The Company, the Guarantors and each Holder agree that it would not be
just and equitable if contribution pursuant to this Section 8(d) were
determined by pro rata allocation (even if the Holders were treated as one
entity for such purpose) or by any other method of allocation which does not
take account of the equitable considerations referred to in the immediately
preceding paragraph. The amount paid or payable by an indemnified party as a
result of the losses, claims, damages, liabilities or judgments referred to in
the immediately preceding paragraph shall be deemed to include, subject to the
limitations set forth above, any legal or other expenses reasonably incurred by
such indemnified party in connection with investigating or defending any
matter, including any action that could have given rise to such losses, claims,
damages, liabilities or judgments. Notwithstanding the provisions of this
Section 8, no Holder, its directors, its officers, partners, employees,
representatives and agents, or any Person, if any, who controls such Holder
shall be required to contribute, in the aggregate, any amount in excess of the
amount by which the total received by such Holder with respect to the sale of
Transfer Restricted Securities pursuant to a Registration Statement exceeds (i)
the amount paid by such Holder for such Transfer Restricted Securities and (ii)

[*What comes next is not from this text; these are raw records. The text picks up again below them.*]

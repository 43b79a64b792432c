//! ShardKV clerk: client-side routing and retry logic.

use std::fmt;
use std::sync::Arc;

use crate::client::ClientId;
use crate::cluster::{ServerIdx, ShardRouter, Transport};
use crate::server::{ApiReply, ApiRequest, PutAppendArgs, SeqId, WriteOp};
use crate::utils::ShardKvError;

use rand::Rng;

use tokio::time::{self, Duration};

/// Configuration parameters struct.
#[derive(Debug, Clone, PartialEq, Eq)]
pub struct ClerkConfig {
    /// Pause after the first fruitless pass over a replica group.
    pub backoff_min_ms: u64,

    /// Cap on the pause between passes; the pause doubles up to this.
    pub backoff_max_ms: u64,
}

impl Default for ClerkConfig {
    fn default() -> Self {
        ClerkConfig {
            backoff_min_ms: 10,
            backoff_max_ms: 500,
        }
    }
}

/// Client library for issuing Get/Put/Append against the cluster. Not
/// thread-safe; each concurrent caller should own its own clerk so that
/// write sequence numbers stay strictly increasing.
pub struct Clerk {
    /// Random client ID, fixed for the lifetime of the clerk.
    id: ClientId,

    /// Sequence number of the last logical write issued.
    seq: SeqId,

    /// Key -> replica group mapping, identical to the servers'.
    router: ShardRouter,

    /// Transport to reach servers.
    transport: Arc<dyn Transport>,

    /// Configuration parameters struct.
    config: ClerkConfig,
}

impl fmt::Debug for Clerk {
    fn fmt(&self, f: &mut fmt::Formatter) -> fmt::Result {
        f.debug_struct("Clerk")
            .field("id", &self.id)
            .field("seq", &self.seq)
            .field("config", &self.config)
            .finish_non_exhaustive()
    }
}

impl Clerk {
    /// Creates a new clerk with a fresh random client ID.
    pub fn new(
        router: ShardRouter,
        transport: Arc<dyn Transport>,
        config_str: Option<&str>,
    ) -> Result<Self, ShardKvError> {
        let config = parsed_config!(config_str => ClerkConfig;
                                    backoff_min_ms, backoff_max_ms)?;
        if config.backoff_min_ms == 0 {
            return Err(ShardKvError(format!(
                "invalid config.backoff_min_ms {}",
                config.backoff_min_ms
            )));
        }
        if config.backoff_max_ms < config.backoff_min_ms {
            return Err(ShardKvError(format!(
                "invalid config.backoff_max_ms {} < backoff_min_ms {}",
                config.backoff_max_ms, config.backoff_min_ms
            )));
        }

        let id: ClientId = rand::thread_rng().gen();
        pf_debug!(id; "clerk created with {:?}", config);

        Ok(Clerk {
            id,
            seq: 0,
            router,
            transport,
            config,
        })
    }

    /// Gets my client ID.
    #[inline]
    pub fn id(&self) -> ClientId {
        self.id
    }

    /// Fetches the current value for a key, `""` if it does not exist.
    /// Keeps retrying the key's replica group in the face of transport
    /// failures; returns `Err` only if every member of the group replies
    /// wrong-shard within one pass.
    pub async fn get(&self, key: &str) -> Result<String, ShardKvError> {
        let group = self.router.replica_group(key);
        let mut backoff = self.initial_backoff();

        loop {
            let mut wrong_shard = 0;
            for &server in &group {
                let req = ApiRequest::Get { key: key.into() };
                match self.transport.call(server, req).await {
                    Ok(ApiReply::Get { value }) => return Ok(value),
                    Ok(ApiReply::WrongShard) => {
                        pf_trace!(self.id; "get '{}': {} wrong shard", key, server);
                        wrong_shard += 1;
                    }
                    Ok(reply) => {
                        pf_debug!(
                            self.id;
                            "get '{}': {} replied {:?}",
                            key,
                            server,
                            reply
                        );
                    }
                    Err(e) => {
                        pf_debug!(self.id; "get '{}': {} failed: {}", key, server, e);
                    }
                }
            }

            if wrong_shard == group.len() {
                pf_warn!(
                    self.id;
                    "get '{}': whole group {:?} replied wrong shard",
                    key,
                    group
                );
                return Err(ShardKvError(format!(
                    "wrong shard: no server of group {:?} serves key '{}'",
                    group, key
                )));
            }

            self.pause(&mut backoff).await;
        }
    }

    /// Replaces the value of key. Returns the value held before the write.
    pub async fn put(&mut self, key: &str, value: &str) -> String {
        self.put_append(WriteOp::Put, key, value).await
    }

    /// Appends to the value of key. Returns the value held before the write.
    pub async fn append(&mut self, key: &str, value: &str) -> String {
        self.put_append(WriteOp::Append, key, value).await
    }

    /// Shared by Put and Append. Takes one sequence number per logical call
    /// and retries with it against the key's replica group until some
    /// server reports the write applied.
    async fn put_append(
        &mut self,
        op: WriteOp,
        key: &str,
        value: &str,
    ) -> String {
        self.seq += 1;
        let args = PutAppendArgs {
            op,
            key: key.into(),
            value: value.into(),
            client: self.id,
            seq: self.seq,
        };

        let group = self.router.replica_group(key);
        let mut backoff = self.initial_backoff();

        loop {
            for &server in &group {
                let req = ApiRequest::PutAppend(args.clone());
                match self.transport.call(server, req).await {
                    Ok(ApiReply::PutAppend { old_value }) => return old_value,
                    Ok(reply) => self.log_write_miss(&args, server, &reply),
                    Err(e) => {
                        pf_debug!(
                            self.id;
                            "{:?} #{} '{}': {} failed: {}",
                            op,
                            args.seq,
                            key,
                            server,
                            e
                        );
                    }
                }
            }

            self.pause(&mut backoff).await;
        }
    }

    fn log_write_miss(
        &self,
        args: &PutAppendArgs,
        server: ServerIdx,
        reply: &ApiReply,
    ) {
        pf_debug!(
            self.id;
            "{:?} #{} '{}': {} replied {:?}",
            args.op,
            args.seq,
            args.key,
            server,
            reply
        );
    }

    #[inline]
    fn initial_backoff(&self) -> Duration {
        Duration::from_millis(self.config.backoff_min_ms)
    }

    /// Sleeps for the current backoff, then doubles it up to the cap.
    async fn pause(&self, backoff: &mut Duration) {
        time::sleep(*backoff).await;
        *backoff = (*backoff * 2)
            .min(Duration::from_millis(self.config.backoff_max_ms));
    }
}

the amount of any damages which such Holder has otherwise been required to pay
by reason of such untrue or alleged untrue statement or omission or alleged
omission. No person guilty of fraudulent misrepresentation (within the meaning
of Section 11(f) of the Act) shall be entitled to contribution from any person
who was not guilty of such fraudulent misrepresentation. The Holders'
obligations to contribute pursuant to this Section 8(c) are several in
proportion to the respective principal amount of Transfer Restricted Securities
held by each Holder hereunder and not joint.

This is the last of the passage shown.